The README change I am more sympathetic to, but I think we need a dedicated index rather than putting it in the README. There's too many overlapping names and this would get big, fast.

dgruss commented 4 years ago

I'm aware that SLH works on more than just direct branches (depending on the specific case). But a systematization of attacks should not be tailored to a specific defense, right? Otherwise we could tailor a systematization also to retpoline and it might not look more useful then either.

I agree that it doesn't make sense to group it by the bounds check bypass, but that's also not what we propose. But I would argue that it would be difficult to find a proper definition for Spectre v1 and Spectre v2 that captures all the things you want to mitigate under the umbrella term Spectre v1 and Spectre v2 respectively.

The same vulnerability/mitigations will work whenever a memory address can be made to point to a secret by mistraining the direct branch predictor. There are direct-branch Spectre gadgets that can be exploited that don't fulfill that property.

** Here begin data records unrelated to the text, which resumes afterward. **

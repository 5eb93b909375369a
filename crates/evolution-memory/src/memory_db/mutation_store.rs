//! Proposed mutations and their apply/rollback state

use std::sync::Arc;

use chrono::Utc;
use r2d2::Pool;
use r2d2_sqlite::SqliteConnectionManager;
use rusqlite::{params, Connection, OptionalExtension, Row};
use tracing::debug;

use crate::memory_db::schema::*;

const MUTATION_COLUMNS: &str = "mutation_id, session_id, created_at, inefficiency_type, \
     mutation_strategy, confidence_score, applied, outcome, rollback_data";

pub struct MutationStore {
    pool: Arc<Pool<SqliteConnectionManager>>,
}

impl MutationStore {
    pub fn new(pool: Arc<Pool<SqliteConnectionManager>>) -> Self {
        Self { pool }
    }

    fn get_conn(&self) -> anyhow::Result<r2d2::PooledConnection<SqliteConnectionManager>> {
        self.pool.get().map_err(|e| anyhow::anyhow!("Failed to get connection from pool: {}", e))
    }

    pub fn record(&self, mutation: &Mutation) -> anyhow::Result<()> {
        let conn = self.get_conn()?;
        insert_mutation(&conn, mutation)?;
        debug!("Recorded mutation {} ({})", mutation.mutation_id, mutation.inefficiency_type);
        Ok(())
    }

    /// Records a batch in one transaction. Either every mutation is stored
    /// or none is.
    pub fn record_all(&self, mutations: &[Mutation]) -> anyhow::Result<()> {
        if mutations.is_empty() {
            return Ok(());
        }
        let mut conn = self.get_conn()?;
        let tx = conn.transaction()?;
        for mutation in mutations {
            insert_mutation(&tx, mutation)?;
        }
        tx.commit()?;
        debug!("Recorded {} mutations", mutations.len());
        Ok(())
    }

    /// Flips the applied flag. Returns rows changed; zero means the id is unknown.
    pub fn set_applied(&self, mutation_id: &str, applied: bool, outcome: &str) -> anyhow::Result<usize> {
        let conn = self.get_conn()?;
        let updated = conn.execute(
            "UPDATE mutations SET applied = ?1, outcome = ?2 WHERE mutation_id = ?3",
            params![applied, outcome, mutation_id],
        )?;
        Ok(updated)
    }

    pub fn get(&self, mutation_id: &str) -> anyhow::Result<Option<Mutation>> {
        let conn = self.get_conn()?;
        let mutation = conn
            .query_row(
                &format!("SELECT {} FROM mutations WHERE mutation_id = ?1", MUTATION_COLUMNS),
                [mutation_id],
                |row| Ok(self.row_to_mutation(row)),
            )
            .optional()?;
        mutation.transpose()
    }

    pub fn for_session(&self, session_id: &str) -> anyhow::Result<Vec<Mutation>> {
        let conn = self.get_conn()?;
        let mut stmt = conn.prepare(&format!(
            "SELECT {} FROM mutations WHERE session_id = ?1 ORDER BY created_at ASC, rowid ASC",
            MUTATION_COLUMNS
        ))?;

        let mut rows = stmt.query([session_id])?;
        let mut mutations = Vec::new();
        while let Some(row) = rows.next()? {
            mutations.push(self.row_to_mutation(row)?);
        }
        Ok(mutations)
    }

    fn row_to_mutation(&self, row: &Row) -> anyhow::Result<Mutation> {
        let created_at_str: String = row.get(2)?;
        Ok(Mutation {
            mutation_id: row.get(0)?,
            session_id: row.get(1)?,
            created_at: parse_datetime_safe(&created_at_str).unwrap_or_else(Utc::now),
            inefficiency_type: row.get(3)?,
            mutation_strategy: row.get(4)?,
            confidence_score: row.get(5)?,
            applied: row.get(6)?,
            outcome: row.get(7)?,
            rollback_data: row.get(8)?,
        })
    }
}

fn insert_mutation(conn: &Connection, mutation: &Mutation) -> rusqlite::Result<usize> {
    conn.execute(
        "INSERT INTO mutations
         (mutation_id, session_id, created_at, inefficiency_type, mutation_strategy,
          confidence_score, applied, outcome, rollback_data)
         VALUES (?1, ?2, ?3, ?4, ?5, ?6, ?7, ?8, ?9)",
        params![
            &mutation.mutation_id,
            &mutation.session_id,
            format_timestamp(&mutation.created_at),
            &mutation.inefficiency_type,
            &mutation.mutation_strategy,
            mutation.confidence_score,
            mutation.applied,
            &mutation.outcome,
            &mutation.rollback_data,
        ],
    )
}

#[cfg(test)]
mod tests {
    use super::*;
    use crate::memory_db::MemoryDatabase;

    fn sample(session_id: &str) -> Mutation {
        Mutation {
            mutation_id: uuid::Uuid::new_v4().to_string(),
            session_id: session_id.to_string(),
            created_at: Utc::now(),
            inefficiency_type: "repeated_errors".into(),
            mutation_strategy: r#"{"action":"error_pattern_lookup","details":"x"}"#.into(),
            confidence_score: 0.9,
            applied: false,
            outcome: None,
            rollback_data: None,
        }
    }

    #[test]
    fn test_record_and_toggle() {
        let db = MemoryDatabase::new_in_memory().unwrap();
        let session = db.sessions.create_session("/repo", "t", None).unwrap();
        let mutation = sample(&session.session_id);
        db.mutations.record(&mutation).unwrap();

        let loaded = db.mutations.get(&mutation.mutation_id).unwrap().unwrap();
        assert_eq!(loaded.state(), MutationState::Proposed);

        assert_eq!(db.mutations.set_applied(&mutation.mutation_id, true, OUTCOME_APPLIED).unwrap(), 1);
        assert!(db.mutations.get(&mutation.mutation_id).unwrap().unwrap().applied);

        assert_eq!(db.mutations.set_applied(&mutation.mutation_id, false, OUTCOME_ROLLED_BACK).unwrap(), 1);
        let rolled = db.mutations.get(&mutation.mutation_id).unwrap().unwrap();
        assert_eq!(rolled.state(), MutationState::RolledBack);

        assert_eq!(db.mutations.set_applied("unknown", true, OUTCOME_APPLIED).unwrap(), 0);
        assert_eq!(db.mutations.for_session(&session.session_id).unwrap().len(), 1);
    }

    #[test]
    fn test_record_all_is_atomic() {
        let db = MemoryDatabase::new_in_memory().unwrap();
        let session = db.sessions.create_session("/repo", "t", None).unwrap();
        let first = sample(&session.session_id);
        let mut duplicate = sample(&session.session_id);
        duplicate.mutation_id = first.mutation_id.clone();

        assert!(db.mutations.record_all(&[first.clone(), duplicate]).is_err());
        assert!(db.mutations.for_session(&session.session_id).unwrap().is_empty());

        let second = sample(&session.session_id);
        db.mutations.record_all(&[first, second]).unwrap();
        assert_eq!(db.mutations.for_session(&session.session_id).unwrap().len(), 2);
        db.mutations.record_all(&[]).unwrap();
    }
}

For instance, leaking data from registers. Leaking data from a static memory address that cannot be influenced by the attacker.

And I agree, branches are not always directly exposed to the programming language. But the systematization of attacks should not be based on programming languages as that would mean that we need different systematization for every programming language!? The systematization on predictor and mistraining location is better as it is oblivious to the programming language and specific attack examples.